**TASK DETAILS**
From the records below, pull each line that has "UtcTime".

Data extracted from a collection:
+-------+

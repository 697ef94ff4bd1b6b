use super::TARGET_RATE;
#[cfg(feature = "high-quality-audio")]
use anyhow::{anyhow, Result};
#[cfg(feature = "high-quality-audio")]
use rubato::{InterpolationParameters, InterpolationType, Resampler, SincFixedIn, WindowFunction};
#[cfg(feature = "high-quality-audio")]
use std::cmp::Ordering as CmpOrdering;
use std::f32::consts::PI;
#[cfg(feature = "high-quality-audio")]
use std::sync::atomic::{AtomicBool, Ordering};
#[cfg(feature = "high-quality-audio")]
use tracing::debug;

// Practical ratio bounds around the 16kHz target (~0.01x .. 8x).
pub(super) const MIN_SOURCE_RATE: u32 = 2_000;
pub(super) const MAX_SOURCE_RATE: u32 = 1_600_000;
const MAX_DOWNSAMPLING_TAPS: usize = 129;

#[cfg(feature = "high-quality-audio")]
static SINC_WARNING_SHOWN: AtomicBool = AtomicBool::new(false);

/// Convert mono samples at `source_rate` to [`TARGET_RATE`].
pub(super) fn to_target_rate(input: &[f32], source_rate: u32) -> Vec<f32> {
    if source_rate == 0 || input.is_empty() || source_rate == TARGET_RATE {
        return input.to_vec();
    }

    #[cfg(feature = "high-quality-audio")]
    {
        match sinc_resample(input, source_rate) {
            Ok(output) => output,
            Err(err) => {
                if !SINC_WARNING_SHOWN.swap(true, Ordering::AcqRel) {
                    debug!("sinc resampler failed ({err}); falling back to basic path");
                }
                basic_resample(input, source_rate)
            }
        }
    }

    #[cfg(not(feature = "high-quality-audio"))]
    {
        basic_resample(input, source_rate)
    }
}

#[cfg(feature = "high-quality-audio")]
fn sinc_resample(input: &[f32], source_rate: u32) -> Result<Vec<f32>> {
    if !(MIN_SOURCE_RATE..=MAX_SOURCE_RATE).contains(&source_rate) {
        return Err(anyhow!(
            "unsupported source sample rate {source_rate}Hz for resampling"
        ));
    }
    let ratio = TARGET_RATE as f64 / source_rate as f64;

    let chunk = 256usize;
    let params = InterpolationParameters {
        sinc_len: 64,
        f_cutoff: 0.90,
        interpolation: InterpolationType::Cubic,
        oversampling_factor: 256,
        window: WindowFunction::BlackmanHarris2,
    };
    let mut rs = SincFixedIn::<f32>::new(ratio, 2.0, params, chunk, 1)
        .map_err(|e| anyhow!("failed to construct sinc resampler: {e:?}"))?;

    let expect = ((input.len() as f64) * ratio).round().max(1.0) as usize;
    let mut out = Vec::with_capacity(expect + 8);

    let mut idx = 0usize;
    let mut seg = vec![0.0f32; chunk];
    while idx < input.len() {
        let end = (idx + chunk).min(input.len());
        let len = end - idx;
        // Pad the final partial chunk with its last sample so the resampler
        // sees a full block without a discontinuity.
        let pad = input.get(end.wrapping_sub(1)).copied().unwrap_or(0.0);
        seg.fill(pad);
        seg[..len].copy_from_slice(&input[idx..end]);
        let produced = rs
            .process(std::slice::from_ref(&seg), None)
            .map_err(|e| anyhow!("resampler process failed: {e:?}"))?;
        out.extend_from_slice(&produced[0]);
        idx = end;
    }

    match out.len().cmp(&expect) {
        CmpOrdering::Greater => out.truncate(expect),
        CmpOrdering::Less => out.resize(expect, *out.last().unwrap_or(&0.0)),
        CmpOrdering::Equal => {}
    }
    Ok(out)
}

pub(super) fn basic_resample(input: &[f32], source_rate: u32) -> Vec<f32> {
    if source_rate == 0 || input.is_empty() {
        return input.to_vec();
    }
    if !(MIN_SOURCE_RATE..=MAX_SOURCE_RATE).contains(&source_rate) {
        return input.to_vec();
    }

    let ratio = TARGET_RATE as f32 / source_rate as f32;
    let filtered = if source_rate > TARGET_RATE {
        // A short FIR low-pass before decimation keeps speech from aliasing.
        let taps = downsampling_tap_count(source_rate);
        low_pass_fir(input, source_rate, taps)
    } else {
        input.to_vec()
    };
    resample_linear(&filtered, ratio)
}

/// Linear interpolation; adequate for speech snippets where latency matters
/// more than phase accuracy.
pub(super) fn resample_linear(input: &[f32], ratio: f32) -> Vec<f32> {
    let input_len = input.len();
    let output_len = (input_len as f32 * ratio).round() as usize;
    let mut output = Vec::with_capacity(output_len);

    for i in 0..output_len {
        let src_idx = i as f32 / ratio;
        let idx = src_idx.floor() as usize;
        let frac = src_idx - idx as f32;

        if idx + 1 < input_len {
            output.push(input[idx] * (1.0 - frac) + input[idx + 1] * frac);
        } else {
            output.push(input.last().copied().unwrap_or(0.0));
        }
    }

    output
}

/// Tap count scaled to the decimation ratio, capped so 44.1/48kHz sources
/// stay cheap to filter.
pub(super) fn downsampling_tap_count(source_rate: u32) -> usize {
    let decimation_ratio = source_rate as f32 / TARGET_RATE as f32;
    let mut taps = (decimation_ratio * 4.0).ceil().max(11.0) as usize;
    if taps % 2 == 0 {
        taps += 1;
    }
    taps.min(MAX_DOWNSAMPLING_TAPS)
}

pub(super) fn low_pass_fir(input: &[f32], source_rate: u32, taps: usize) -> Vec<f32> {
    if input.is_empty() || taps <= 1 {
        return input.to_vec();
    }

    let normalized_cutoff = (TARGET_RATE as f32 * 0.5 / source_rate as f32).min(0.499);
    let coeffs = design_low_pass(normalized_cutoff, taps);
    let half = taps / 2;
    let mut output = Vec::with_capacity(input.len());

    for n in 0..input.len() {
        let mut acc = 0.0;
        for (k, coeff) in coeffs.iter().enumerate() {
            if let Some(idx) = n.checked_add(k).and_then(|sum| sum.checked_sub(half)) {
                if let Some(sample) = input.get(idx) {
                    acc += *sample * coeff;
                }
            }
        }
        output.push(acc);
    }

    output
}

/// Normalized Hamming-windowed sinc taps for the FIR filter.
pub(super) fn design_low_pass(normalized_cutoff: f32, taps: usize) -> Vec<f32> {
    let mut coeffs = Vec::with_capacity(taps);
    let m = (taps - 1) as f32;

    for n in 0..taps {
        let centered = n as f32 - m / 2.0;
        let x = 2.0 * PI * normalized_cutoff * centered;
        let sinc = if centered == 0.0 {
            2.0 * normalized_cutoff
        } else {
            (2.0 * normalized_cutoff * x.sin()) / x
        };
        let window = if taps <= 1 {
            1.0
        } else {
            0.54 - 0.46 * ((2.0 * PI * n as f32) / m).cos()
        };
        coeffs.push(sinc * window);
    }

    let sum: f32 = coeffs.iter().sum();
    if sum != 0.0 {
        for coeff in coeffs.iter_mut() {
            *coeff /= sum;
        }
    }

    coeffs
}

+-------+

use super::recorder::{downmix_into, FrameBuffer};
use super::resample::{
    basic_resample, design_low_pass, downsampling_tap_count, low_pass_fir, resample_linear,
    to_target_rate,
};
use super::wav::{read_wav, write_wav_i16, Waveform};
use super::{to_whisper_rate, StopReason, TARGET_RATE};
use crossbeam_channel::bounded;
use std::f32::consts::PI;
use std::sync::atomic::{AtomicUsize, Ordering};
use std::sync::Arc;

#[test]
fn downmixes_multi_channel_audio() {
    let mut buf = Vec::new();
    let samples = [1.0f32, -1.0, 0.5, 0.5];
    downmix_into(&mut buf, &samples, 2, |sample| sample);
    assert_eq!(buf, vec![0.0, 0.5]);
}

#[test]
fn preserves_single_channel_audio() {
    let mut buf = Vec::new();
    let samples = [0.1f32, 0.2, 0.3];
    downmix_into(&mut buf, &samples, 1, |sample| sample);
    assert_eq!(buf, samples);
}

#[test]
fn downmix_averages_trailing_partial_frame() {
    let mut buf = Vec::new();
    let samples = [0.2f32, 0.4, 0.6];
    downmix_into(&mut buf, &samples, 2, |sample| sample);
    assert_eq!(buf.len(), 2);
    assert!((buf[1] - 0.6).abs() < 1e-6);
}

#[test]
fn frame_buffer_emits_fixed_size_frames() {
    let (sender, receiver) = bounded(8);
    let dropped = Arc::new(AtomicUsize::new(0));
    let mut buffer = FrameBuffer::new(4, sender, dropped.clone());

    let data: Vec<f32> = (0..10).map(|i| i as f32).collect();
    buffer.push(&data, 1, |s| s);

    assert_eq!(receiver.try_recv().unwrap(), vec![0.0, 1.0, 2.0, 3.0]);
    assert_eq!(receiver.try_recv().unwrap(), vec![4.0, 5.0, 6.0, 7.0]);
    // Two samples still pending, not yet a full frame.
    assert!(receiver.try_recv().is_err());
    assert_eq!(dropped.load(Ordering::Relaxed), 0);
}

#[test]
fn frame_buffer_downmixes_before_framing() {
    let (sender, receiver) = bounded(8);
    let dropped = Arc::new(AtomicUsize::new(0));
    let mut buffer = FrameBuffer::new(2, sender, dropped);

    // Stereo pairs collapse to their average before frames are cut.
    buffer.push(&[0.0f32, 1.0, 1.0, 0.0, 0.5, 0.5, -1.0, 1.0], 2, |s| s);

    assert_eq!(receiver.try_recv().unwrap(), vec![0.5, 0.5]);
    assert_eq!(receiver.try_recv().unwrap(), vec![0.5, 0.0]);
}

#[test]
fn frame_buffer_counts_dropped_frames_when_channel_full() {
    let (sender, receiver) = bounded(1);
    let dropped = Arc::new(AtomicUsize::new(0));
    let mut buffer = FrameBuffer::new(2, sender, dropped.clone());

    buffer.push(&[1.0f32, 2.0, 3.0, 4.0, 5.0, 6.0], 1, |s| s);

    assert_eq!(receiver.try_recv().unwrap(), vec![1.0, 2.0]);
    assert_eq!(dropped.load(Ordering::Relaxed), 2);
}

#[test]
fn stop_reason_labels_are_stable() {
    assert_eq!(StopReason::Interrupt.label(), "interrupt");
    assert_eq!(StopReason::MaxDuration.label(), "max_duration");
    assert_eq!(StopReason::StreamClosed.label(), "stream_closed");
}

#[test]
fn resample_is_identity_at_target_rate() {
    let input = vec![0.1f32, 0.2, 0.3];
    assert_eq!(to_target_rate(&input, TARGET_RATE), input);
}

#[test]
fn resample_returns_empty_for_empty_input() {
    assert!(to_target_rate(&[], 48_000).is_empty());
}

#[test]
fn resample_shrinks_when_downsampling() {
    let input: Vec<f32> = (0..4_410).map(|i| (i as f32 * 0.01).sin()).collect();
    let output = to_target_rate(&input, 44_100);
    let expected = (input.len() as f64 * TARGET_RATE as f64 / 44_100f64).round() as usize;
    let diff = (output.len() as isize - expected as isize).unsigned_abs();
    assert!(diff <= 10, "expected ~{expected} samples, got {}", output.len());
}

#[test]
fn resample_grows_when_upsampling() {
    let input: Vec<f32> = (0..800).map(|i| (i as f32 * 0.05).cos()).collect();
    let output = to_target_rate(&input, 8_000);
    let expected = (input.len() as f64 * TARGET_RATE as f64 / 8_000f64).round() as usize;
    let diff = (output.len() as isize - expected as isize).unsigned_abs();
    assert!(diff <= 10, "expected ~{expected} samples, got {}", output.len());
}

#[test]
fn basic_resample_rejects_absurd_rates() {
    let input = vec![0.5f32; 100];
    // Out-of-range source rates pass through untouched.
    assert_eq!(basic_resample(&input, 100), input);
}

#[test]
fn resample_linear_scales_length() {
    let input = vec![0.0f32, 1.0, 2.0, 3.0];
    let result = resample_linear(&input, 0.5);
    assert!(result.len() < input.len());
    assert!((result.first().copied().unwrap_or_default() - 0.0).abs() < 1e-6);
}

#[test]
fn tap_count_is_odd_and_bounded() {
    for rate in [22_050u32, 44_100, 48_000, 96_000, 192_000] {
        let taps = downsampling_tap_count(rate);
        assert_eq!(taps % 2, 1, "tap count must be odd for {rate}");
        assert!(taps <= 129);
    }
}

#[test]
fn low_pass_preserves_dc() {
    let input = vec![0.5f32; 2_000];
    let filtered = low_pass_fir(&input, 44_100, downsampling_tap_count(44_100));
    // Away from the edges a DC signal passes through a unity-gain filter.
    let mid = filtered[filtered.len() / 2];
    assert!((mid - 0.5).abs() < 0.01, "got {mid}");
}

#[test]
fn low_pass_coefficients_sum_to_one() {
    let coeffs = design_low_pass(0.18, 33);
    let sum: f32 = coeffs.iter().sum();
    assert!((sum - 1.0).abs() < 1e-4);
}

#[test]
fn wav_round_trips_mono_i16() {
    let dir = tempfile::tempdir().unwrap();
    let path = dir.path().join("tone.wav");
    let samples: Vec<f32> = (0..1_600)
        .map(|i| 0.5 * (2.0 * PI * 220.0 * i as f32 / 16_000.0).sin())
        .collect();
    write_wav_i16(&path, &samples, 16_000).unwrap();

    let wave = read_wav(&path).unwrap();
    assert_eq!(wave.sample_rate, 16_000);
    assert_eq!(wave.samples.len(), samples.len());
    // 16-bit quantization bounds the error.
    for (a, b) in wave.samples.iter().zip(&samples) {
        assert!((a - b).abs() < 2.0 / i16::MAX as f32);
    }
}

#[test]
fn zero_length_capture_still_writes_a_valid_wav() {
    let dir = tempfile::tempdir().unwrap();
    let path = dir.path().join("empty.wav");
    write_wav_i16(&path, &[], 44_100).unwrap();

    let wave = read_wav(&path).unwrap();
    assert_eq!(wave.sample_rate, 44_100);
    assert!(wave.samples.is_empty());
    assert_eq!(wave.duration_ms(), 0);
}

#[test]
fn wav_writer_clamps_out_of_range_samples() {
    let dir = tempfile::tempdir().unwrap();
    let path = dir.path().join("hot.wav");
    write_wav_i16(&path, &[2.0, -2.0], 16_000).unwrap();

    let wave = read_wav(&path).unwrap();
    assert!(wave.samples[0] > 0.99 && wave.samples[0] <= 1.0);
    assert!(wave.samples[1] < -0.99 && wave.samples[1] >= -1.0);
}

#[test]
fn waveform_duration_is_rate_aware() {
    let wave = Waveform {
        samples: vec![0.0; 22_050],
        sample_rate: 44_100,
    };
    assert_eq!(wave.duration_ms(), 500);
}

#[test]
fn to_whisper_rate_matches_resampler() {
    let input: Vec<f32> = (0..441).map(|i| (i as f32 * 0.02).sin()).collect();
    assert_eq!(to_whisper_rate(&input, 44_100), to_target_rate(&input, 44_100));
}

+-------+

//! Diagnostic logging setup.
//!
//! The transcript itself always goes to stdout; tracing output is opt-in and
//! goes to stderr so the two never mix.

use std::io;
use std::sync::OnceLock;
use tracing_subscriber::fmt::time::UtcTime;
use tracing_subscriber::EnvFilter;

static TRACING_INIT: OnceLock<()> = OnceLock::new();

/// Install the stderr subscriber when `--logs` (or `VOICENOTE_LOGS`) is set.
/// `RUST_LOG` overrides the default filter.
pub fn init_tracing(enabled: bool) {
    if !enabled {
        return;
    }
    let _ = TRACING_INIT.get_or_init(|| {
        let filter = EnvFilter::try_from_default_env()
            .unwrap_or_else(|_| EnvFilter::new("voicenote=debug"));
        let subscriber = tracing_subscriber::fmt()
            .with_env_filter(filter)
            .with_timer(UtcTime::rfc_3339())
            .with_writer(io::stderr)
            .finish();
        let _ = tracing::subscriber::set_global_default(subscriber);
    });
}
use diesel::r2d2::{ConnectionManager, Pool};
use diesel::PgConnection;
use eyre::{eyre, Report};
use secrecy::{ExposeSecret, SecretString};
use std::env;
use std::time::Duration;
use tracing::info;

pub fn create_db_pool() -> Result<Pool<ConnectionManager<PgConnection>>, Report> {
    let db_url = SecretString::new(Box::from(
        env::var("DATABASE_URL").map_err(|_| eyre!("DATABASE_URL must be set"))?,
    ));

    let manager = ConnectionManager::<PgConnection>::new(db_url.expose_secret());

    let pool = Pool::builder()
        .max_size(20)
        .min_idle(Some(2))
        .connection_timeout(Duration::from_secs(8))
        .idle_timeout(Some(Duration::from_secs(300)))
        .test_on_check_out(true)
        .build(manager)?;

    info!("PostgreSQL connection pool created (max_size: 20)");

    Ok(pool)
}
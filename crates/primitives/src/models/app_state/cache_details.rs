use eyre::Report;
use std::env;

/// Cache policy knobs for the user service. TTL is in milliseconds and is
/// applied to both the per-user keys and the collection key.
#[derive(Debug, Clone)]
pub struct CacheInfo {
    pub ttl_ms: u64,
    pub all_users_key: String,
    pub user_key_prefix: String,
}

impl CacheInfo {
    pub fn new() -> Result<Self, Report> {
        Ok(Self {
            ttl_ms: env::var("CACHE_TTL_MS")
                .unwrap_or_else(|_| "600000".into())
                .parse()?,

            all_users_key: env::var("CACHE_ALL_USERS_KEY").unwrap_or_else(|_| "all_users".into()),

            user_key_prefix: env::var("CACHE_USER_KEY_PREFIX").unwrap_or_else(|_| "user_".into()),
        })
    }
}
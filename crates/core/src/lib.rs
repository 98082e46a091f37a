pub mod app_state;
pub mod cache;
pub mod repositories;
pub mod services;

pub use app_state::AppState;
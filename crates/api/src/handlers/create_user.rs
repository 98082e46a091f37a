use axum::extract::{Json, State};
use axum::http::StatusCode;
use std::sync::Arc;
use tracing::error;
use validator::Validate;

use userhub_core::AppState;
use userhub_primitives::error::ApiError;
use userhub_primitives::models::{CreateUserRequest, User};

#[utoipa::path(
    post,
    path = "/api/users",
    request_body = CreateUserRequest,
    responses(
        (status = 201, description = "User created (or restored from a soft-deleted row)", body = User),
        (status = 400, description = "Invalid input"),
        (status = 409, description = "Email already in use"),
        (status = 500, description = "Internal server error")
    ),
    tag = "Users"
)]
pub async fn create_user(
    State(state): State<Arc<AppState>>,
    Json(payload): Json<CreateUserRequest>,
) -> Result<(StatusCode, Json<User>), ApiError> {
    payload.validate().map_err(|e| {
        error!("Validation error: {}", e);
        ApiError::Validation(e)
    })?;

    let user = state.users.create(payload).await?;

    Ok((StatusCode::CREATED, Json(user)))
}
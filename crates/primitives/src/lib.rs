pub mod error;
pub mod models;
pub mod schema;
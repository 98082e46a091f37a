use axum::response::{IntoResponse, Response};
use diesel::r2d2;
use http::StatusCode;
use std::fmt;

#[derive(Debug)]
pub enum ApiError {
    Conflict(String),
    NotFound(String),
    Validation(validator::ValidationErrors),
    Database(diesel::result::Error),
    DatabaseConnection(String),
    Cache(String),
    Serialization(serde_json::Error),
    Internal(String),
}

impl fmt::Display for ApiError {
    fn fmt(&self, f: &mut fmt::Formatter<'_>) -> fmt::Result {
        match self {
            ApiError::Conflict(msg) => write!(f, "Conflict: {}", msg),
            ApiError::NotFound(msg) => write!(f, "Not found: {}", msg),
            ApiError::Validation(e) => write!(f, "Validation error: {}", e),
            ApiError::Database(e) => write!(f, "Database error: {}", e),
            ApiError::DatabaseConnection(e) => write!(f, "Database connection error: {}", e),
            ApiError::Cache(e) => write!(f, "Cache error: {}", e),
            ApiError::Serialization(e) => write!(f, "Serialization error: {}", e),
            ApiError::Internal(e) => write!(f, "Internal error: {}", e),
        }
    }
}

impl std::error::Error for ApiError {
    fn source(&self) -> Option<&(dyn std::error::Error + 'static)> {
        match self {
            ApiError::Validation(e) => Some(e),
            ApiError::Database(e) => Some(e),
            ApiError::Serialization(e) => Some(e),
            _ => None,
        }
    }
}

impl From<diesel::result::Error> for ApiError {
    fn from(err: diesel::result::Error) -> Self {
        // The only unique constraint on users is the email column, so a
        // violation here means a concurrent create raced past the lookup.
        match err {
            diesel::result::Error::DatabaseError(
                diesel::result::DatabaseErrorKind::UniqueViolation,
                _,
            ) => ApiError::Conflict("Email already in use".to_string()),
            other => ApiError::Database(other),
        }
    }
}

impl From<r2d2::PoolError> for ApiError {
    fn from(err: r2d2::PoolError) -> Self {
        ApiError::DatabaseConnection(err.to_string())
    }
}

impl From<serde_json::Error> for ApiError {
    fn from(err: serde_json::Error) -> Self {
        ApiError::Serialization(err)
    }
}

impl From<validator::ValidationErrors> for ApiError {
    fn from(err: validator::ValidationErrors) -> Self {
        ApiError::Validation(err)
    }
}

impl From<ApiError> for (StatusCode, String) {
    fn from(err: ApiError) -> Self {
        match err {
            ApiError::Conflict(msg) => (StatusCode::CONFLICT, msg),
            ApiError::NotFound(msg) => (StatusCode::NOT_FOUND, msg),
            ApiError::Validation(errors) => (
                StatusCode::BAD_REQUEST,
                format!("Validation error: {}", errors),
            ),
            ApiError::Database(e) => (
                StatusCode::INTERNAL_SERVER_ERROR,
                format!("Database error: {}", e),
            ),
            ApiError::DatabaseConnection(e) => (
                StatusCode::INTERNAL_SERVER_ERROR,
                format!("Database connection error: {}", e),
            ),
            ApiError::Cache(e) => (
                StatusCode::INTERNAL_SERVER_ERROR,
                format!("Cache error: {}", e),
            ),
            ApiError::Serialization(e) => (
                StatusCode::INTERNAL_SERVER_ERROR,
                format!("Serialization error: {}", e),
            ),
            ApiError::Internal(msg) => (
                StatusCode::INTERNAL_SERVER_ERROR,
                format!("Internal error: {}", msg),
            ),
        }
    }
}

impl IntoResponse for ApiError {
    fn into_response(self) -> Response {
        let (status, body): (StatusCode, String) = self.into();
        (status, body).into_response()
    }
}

+-------+

**RESULT FOR THIS TASK**
use tracing_subscriber::fmt::time::UtcTime;
            .with_timer(UtcTime::rfc_3339())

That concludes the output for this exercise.